## Problem statement
Restating every entry exactly is the whole task.

+++ Information given +++

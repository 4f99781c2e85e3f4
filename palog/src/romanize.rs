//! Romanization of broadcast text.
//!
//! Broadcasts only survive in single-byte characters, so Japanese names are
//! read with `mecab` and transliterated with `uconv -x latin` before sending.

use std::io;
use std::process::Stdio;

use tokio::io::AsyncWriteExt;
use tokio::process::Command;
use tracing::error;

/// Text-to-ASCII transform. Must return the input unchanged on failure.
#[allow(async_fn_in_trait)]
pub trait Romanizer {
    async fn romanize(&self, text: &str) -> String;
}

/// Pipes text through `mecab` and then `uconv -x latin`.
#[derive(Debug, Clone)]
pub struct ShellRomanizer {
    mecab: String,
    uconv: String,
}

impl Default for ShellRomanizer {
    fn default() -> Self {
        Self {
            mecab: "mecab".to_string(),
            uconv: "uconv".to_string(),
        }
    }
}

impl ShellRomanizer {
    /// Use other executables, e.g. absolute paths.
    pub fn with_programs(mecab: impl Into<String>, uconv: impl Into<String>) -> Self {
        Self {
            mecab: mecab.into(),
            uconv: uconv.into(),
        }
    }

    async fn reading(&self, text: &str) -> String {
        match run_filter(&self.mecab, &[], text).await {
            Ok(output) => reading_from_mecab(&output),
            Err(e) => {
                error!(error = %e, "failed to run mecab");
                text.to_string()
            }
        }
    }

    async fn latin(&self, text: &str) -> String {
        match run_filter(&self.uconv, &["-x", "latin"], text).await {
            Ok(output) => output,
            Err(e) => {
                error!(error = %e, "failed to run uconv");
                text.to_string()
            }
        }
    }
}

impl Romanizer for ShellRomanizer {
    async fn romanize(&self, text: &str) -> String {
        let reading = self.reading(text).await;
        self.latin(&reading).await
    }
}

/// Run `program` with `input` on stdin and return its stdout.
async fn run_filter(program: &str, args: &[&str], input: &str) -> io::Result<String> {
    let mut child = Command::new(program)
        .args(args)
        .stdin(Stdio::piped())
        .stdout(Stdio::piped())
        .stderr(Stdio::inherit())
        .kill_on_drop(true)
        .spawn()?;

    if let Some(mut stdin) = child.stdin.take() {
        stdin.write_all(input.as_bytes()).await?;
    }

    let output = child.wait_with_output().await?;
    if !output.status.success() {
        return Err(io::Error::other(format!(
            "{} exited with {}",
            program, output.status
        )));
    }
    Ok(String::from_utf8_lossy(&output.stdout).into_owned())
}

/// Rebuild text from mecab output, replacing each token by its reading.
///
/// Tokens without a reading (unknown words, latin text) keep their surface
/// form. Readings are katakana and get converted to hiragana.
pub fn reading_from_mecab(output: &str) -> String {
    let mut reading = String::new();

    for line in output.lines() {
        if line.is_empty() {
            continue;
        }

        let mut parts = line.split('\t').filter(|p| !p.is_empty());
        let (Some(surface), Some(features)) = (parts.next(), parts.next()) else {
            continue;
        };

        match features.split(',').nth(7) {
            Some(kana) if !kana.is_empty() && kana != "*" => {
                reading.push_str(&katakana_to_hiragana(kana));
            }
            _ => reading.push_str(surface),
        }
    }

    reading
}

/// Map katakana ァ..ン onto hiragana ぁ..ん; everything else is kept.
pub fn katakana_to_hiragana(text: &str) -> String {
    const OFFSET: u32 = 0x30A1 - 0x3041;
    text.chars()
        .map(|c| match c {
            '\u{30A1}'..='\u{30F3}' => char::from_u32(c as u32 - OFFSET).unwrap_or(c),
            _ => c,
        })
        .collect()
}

+++

## Finished task
repository 4f99781c2e85e3f4
filename palog/src/romanize.rs
//! Romanization of broadcast text.
//!
//! Broadcasts only survive in single-byte characters, so Japanese names are
//! read with `mecab` and transliterated with `uconv -x latin` before sending.

use std::io;
use std::process::Stdio;

use tokio::io::AsyncWriteExt;
use tokio::process::Command;
use tracing::error;

/// Text-to-ASCII transform. Must return the input unchanged on failure.
#[allow(async_fn_in_trait)]
pub trait Romanizer {
    async fn romanize(&self, text: &str) -> String;
}

/// Pipes text through `mecab` and then `uconv -x latin`.
#[derive(Debug, Clone)]
pub struct ShellRomanizer {
    mecab: String,
    uconv: String,
}

impl Default for ShellRomanizer {
    fn default() -> Self {
        Self {
            mecab: "mecab".to_string(),
            uconv: "uconv".to_string(),
        }
    }
}

impl ShellRomanizer {
    /// Use other executables, e.g. absolute paths.
    pub fn with_programs(mecab: impl Into<String>, uconv: impl Into<String>) -> Self {
        Self {
            mecab: mecab.into(),
            uconv: uconv.into(),
        }
    }

    async fn reading(&self, text: &str) -> String {
        match run_filter(&self.mecab, &[], text).await {
            Ok(output) => reading_from_mecab(&output),
            Err(e) => {
                error!(error = %e, "failed to run mecab");
                text.to_string()
            }
        }
    }

    async fn latin(&self, text: &str) -> String {
        match run_filter(&self.uconv, &["-x", "latin"], text).await {
            Ok(output) => output,
            Err(e) => {
                error!(error = %e, "failed to run uconv");
                text.to_string()
            }
        }
    }
}

impl Romanizer for ShellRomanizer {
    async fn romanize(&self, text: &str) -> String {
        let reading = self.reading(text).await;
        self.latin(&reading).await
    }
}

/// Run `program` with `input` on stdin and return its stdout.
async fn run_filter(program: &str, args: &[&str], input: &str) -> io::Result<String> {
    let mut child = Command::new(program)
        .args(args)
        .stdin(Stdio::piped())
        .stdout(Stdio::piped())
        .stderr(Stdio::inherit())
        .kill_on_drop(true)
        .spawn()?;

    if let Some(mut stdin) = child.stdin.take() {
        stdin.write_all(input.as_bytes()).await?;
    }

    let output = child.wait_with_output().await?;
    if !output.status.success() {
        return Err(io::Error::other(format!(
            "{} exited with {}",
            program, output.status
        )));
    }
    Ok(String::from_utf8_lossy(&output.stdout).into_owned())
}

/// Rebuild text from mecab output, replacing each token by its reading.
///
/// Tokens without a reading (unknown words, latin text) keep their surface
/// form. Readings are katakana and get converted to hiragana.
pub fn reading_from_mecab(output: &str) -> String {
    let mut reading = String::new();

    for line in output.lines() {
        if line.is_empty() {
            continue;
        }

        let mut parts = line.split('\t').filter(|p| !p.is_empty());
        let (Some(surface), Some(features)) = (parts.next(), parts.next()) else {
            continue;
        };

        match features.split(',').nth(7) {
            Some(kana) if !kana.is_empty() && kana != "*" => {
                reading.push_str(&katakana_to_hiragana(kana));
            }
            _ => reading.push_str(surface),
        }
    }

    reading
}

/// Map katakana ァ..ン onto hiragana ぁ..ん; everything else is kept.
pub fn katakana_to_hiragana(text: &str) -> String {
    const OFFSET: u32 = 0x30A1 - 0x3041;
    text.chars()
        .map(|c| match c {
            '\u{30A1}'..='\u{30F3}' => char::from_u32(c as u32 - OFFSET).unwrap_or(c),
            _ => c,
        })
        .collect()
}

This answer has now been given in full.